LISA Hotspot
Local Indicators of Spatial Association (LISAs) are widely used to identify geographical clusters as well as finding geographical outliers. This clustering approach is called LISA Hoptspot clustering.
Possible use cases for this spatial clustering include finding hot spots of crime to help police to make staffing and patrolling decisions, identifying patterns of car accidents or pedestrian deaths to help optimize arrangements of red lights and road networks.
The LISA Hotspot clustering algorithm does local autocorrelation analysis and summarizes the co-variation between observations and their immediate surroundings. It allows us to identify areas of high values (hot spots) and areas of low values (cold spots). For each region, there are four different labels representing each of the quadrants.
- HH (High-High). A High value surrounded by high values.
- LH (Low-High). A low value surrounded by high values.
- LL (Low-Low). A low value surrounded by low values.
- HL (High-Low). A high value around low values.
The LISA Hotspot clustering algorithm computes a local Moran’s I (that is, LISA) for each location.
- A location with a positive local Moran’s I statistic indicates the presence of neighbors with similar values (either high or low values), representing hot or cold spots.
- A location with a negative local Moran’s value indicates neighbor locations with different values; it can be a high value surrounded by low values or a low value surrounded by high values, representing spatial outliers.
The LISAHotspotClustering class implements the LISA Hotspot clustering,
and the following table describes its parameters.
| Parameters | Description |
|---|---|
column |
A number that indicates a column, with which the algorithm uses the data associated to run the LISA Hotspot clustering method. If the column is not defined, the algorithm expects a dataset with a single column. |
spatial_weights_definition |
Defines the relationship between neighboring locations. It is required to retrieve information from the neighbors. |
max_p_value |
Used to label regions with a p-value below this
threshold value. For regions with p-values equal to or greater than this
threshold value, the algorithm assigns the label
-1.
|
supported_quadrants |
A list indicating that only observations from these
quadrants are labeled. Values indicate quadrant location: 1
(High-High), 2 (Low-High), 3
(Low-Low), 4 (High-Low). The remaining
observations are assigned a label -1.
|
seed |
Ensures reproducibility of conditional randomization. |
n_jobs |
The maximum number of concurrently running jobs. |
Once an instance of LISAHotspotClustering is created, the clustering
algorithm is executed by calling the fit method. The label assigned to
each observation can be retrieved with the labels_ property. The
following table describes the main properties available from this class.
| Parameters | Description |
|---|---|
labels_ |
The label assigned to each observation.
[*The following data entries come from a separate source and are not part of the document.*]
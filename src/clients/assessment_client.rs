/// 评估服务 API 客户端
///
/// 封装所有与评估服务相关的端点：分页拉取患者、提交评估结果。
/// 每个实例携带自己的 API Key 和基础地址，互不共享状态。
use crate::config::Config;
use crate::error::AppResult;
use crate::infrastructure::{RequestExecutor, RequestSpec};
use crate::models::{AssessmentResponse, AssessmentResults, PatientPage};
use crate::services::is_valid_patient_page;
use tracing::{debug, info};

pub const PATIENTS_PATH: &str = "/patients";
pub const SUBMIT_PATH: &str = "/submit-assessment";

/// 评估服务客户端
#[derive(Debug, Clone)]
pub struct AssessmentClient {
    executor: RequestExecutor,
    page_max_attempts: u32,
    submit_max_attempts: u32,
}

impl AssessmentClient {
    /// 创建新的客户端
    pub fn new(config: &Config) -> AppResult<Self> {
        Ok(Self {
            executor: RequestExecutor::new(config)?,
            page_max_attempts: config.page_max_attempts,
            submit_max_attempts: config.submit_max_attempts,
        })
    }

    /// 拉取一页患者
    ///
    /// # 参数
    /// - `page`: 页码（从 1 开始）
    /// - `limit`: 每页数量
    pub async fn fetch_patient_page(&self, page: u32, limit: u32) -> AppResult<PatientPage> {
        let spec = RequestSpec::get(PATIENTS_PATH)
            .query("page", page)
            .query("limit", limit);

        debug!("拉取患者第 {} 页 (每页 {} 条)", page, limit);

        self.executor
            .execute(&spec, self.page_max_attempts, Some(is_valid_patient_page))
            .await
    }

    /// 提交评估结果
    ///
    /// # 返回
    /// 原样返回服务端评分
    pub async fn submit_assessment(
        &self,
        results: &AssessmentResults,
    ) -> AppResult<AssessmentResponse> {
        let spec = RequestSpec::post_json(SUBMIT_PATH, serde_json::to_value(results)?);

        info!(
            "📋 提交评估: 高风险 {} / 发热 {} / 数据质量问题 {}",
            results.high_risk_patients.len(),
            results.fever_patients.len(),
            results.data_quality_issues.len()
        );

        self.executor
            .execute(&spec, self.submit_max_attempts, None)
            .await
    }
}
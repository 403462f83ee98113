//! HTTP transport layer.
//!
//! A transport moves one plain-data request to the wire and hands back the
//! raw status, headers and body. It never interprets the status code; that
//! is left to the resource client, which knows what each operation expects.

mod http_transport;
mod request_builder;
mod response_parser;

pub use http_transport::ReqwestTransport;
pub use request_builder::RequestBuilder;
pub use response_parser::ResponseParser;

use crate::errors::AssistantsResult;
use async_trait::async_trait;
use bytes::Bytes;
use http::{HeaderMap, Method, StatusCode};
use url::Url;

/// A fully resolved outgoing request.
#[derive(Debug, Clone)]
pub struct HttpRequest {
    pub method: Method,
    pub url: Url,
    pub headers: HeaderMap,
    pub body: Option<Bytes>,
}

/// A response as received, before any status check or decoding.
#[derive(Debug, Clone)]
pub struct HttpResponse {
    pub status: StatusCode,
    pub headers: HeaderMap,
    pub body: Bytes,
}

impl HttpResponse {
    pub fn new(status: StatusCode, body: impl Into<Bytes>) -> Self {
        Self {
            status,
            headers: HeaderMap::new(),
            body: body.into(),
        }
    }

    /// Response carrying a JSON document, as the service would send it.
    pub fn json(status: StatusCode, value: &serde_json::Value) -> Self {
        let mut response = Self::new(status, value.to_string());
        response.headers.insert(
            http::header::CONTENT_TYPE,
            http::HeaderValue::from_static("application/json"),
        );
        response
    }
}

/// Sends requests over some wire.
///
/// Failures returned from `send` are reserved for requests that never
/// produced a response (connection refused, timeout, unreadable body).
#[async_trait]
pub trait HttpTransport: Send + Sync {
    async fn send(&self, request: HttpRequest) -> AssistantsResult<HttpResponse>;
}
Labels indicate
quadrant location: 1 (High-High), 2
(Low-High), 3 (Low-Low), 4
(High-Low). Depending on the parameters passed to the
object, observations can have a label -1.
|
regions_ |
A dictionary representing observations with the same label that are geographically connected according to the spatial weights. |
Is |
The Local Moran’s I of each observation. |
ps |
The p-value of the Local Moran’s I of each observation. |
See the LISAHotspotClustering class in Python API Reference for Oracle Spatial AI for more information.
The following example executes a hot spot analysis over the
MEDIAN_INCOME column of the
block_groups
SpatialDataFrame. It does not require defining a target variable
when passing the training data to the fit method. The
labels_ property returns the label assigned to each observation,
with hot spots marked with 1, cold spots with 3, and
outliers represented by 2 and 4.
from oraclesai.weights import DistanceBandWeightsDefinition
from oraclesai.clustering import LISAHotspotClustering
# Define variables and CRS
X = block_groups[['MEDIAN_INCOME', 'MEAN_AGE', 'MEAN_EDUCATION_LEVEL', 'geometry']].to_crs('epsg:3857')
# Create an instance of LISAHotspotClustering
lisa_model = LISAHotspotClustering(column="MEDIAN_INCOME",
max_p_value=0.05,
spatial_weights_definition=DistanceBandWeightsDefinition(threshold=2500))
# Train the model
lisa_model.fit(X)
# Print the labels
print(f"labels = {lisa_model.labels_[:10]}")The program prints the labels of the first ten observations.
labels = [ 2 2 1 1 1 1 -1 -1 -1 -1]